Her apartment was on the expensive side of the neighborhood that wasn’t as cool as it was fifteen years ago, which made it even cooler to her. Her apartment was full of plants—they hung from the ceiling, unfurled in waxy tendrils across the counters, stood like sentries in the corners. Her apartment didn’t have any screens in the windows and I said What if something gets in? and she said, excitedly, Like what?

She put on some music and I was relieved that it wasn’t Van Morrison, or Paul Simon, or, like, Jeff Buckley, because I could just listen and feel nothing. She put me in a good mood, and people started to ask me about it—my mood—because, I suspect, it was obnoxious. She put her hand out and I swear to God a fucking sparrow landed on her knuckle and chirped there for a second and flew away. She put plants on the fire escape and I was worried that she had trapped me in a metaphor.

She asked me what lies I had told her since we met, and we were so close physically right then that I admitted there’d been a few. She asked me if she could move in, and I thought she was crazy because her apartment was so much nicer than mine. She asked me if I was jealous when she got a promotion and would be the only woman in the department, and I told her no and she asked why not? She asked me why I don’t like to rough her up, why I never slap her around or call her a whore.

I told her I didn’t actually like the pizza, that it was too doughy. I told her I didn’t actually have a rare blood disease that almost killed me when I was born. I told her I didn’t actually lock myself out of my apartment that night, I just wanted to see if she’d invite me to stay with her. I told her I didn’t actually ever apply to law school, either, and I didn’t actually not remember where I met her, or what we talked about that night, or what she was drinking, or where we slept. I told her I didn’t actually think we’d make it this far.
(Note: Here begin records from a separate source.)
use std::collections::VecDeque;
use std::sync::{Arc, Mutex, MutexGuard};

use futures_util::stream::{self, Stream};
use log::warn;
use tokio::sync::Notify;
use tokio_util::sync::CancellationToken;

/// In-process FIFO of submission ids waiting for analysis.
///
/// Enqueue never blocks and tolerates duplicates. Readers wait without
/// polling while the queue is empty and stop as soon as their token is
/// cancelled. Nothing survives a restart; the backfill scan covers that.
pub struct AnalysisQueue {
    items: Mutex<VecDeque<String>>,
    notify: Notify,
    warning_threshold: usize,
}

impl AnalysisQueue {
    pub fn new(warning_threshold: usize) -> Self {
        Self {
            items: Mutex::new(VecDeque::new()),
            notify: Notify::new(),
            warning_threshold: warning_threshold.max(1),
        }
    }

    fn items(&self) -> MutexGuard<'_, VecDeque<String>> {
        // A panic while holding the lock cannot leave the deque half-written.
        self.items.lock().unwrap_or_else(|poisoned| poisoned.into_inner())
    }

    pub fn enqueue(&self, submission_id: impl Into<String>) {
        let depth = {
            let mut items = self.items();
            items.push_back(submission_id.into());
            items.len()
        };
        self.notify.notify_one();

        if depth == self.warning_threshold + 1 {
            warn!(
                "Analysis queue depth {} exceeds warning threshold {}",
                depth, self.warning_threshold
            );
        }
    }

    pub fn len(&self) -> usize {
        self.items().len()
    }

    pub fn is_empty(&self) -> bool {
        self.items().is_empty()
    }

    fn try_pop(&self) -> Option<String> {
        self.items().pop_front()
    }

    /// Waits for the next id. Returns `None` once `cancel` fires.
    pub async fn next(&self, cancel: &CancellationToken) -> Option<String> {
        loop {
            if cancel.is_cancelled() {
                return None;
            }
            if let Some(id) = self.try_pop() {
                // Pass the wake-up on in case more items are waiting.
                if !self.is_empty() {
                    self.notify.notify_one();
                }
                return Some(id);
            }

            tokio::select! {
                biased;
                _ = cancel.cancelled() => return None,
                _ = self.notify.notified() => {}
            }
        }
    }

    /// Endless stream of ids that ends when `cancel` fires.
    pub fn dequeue(
        self: &Arc<Self>,
        cancel: CancellationToken,
    ) -> impl Stream<Item = String> + Send + 'static {
        stream::unfold((Arc::clone(self), cancel), |(queue, cancel)| async move {
            let id = queue.next(&cancel).await?;
            Some((id, (queue, cancel)))
        })
    }
}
I opened the bottle of Rosé in her fridge and was proud I’d been able to remove the cork so expertly. I opened and closed and opened and closed my eyes when we lay together like I was playing peek-a-boo with a baby. I opened the cigar box on her bookshelf and there were so many pills inside that I thought, Oh, no, she’s fucked up, and not, Oh no, she’s sick. I opened all the windows and washed all the towels and sheets and still every room in my apartment smelled as if she had just left.

After we had sex she fell asleep so fast and so soundly that I worried she was the type of girl who would fall asleep with a stranger in her bed. After a few weeks I started calling her by a nickname and she asked me to stop. After work she was always tired, except when there was an event or a cocktail or a girls night, or when she just needed to get out for a little while. After a while we both were always tired.

I left before she could see me in the daylight, because anyone can look good for twelve hours. I left town just to see if I would miss her. I left out a few details, but there is only so much one can take. I left all the decisions up to her, the Solutions expert, so that I could blame her when things started to go wrong.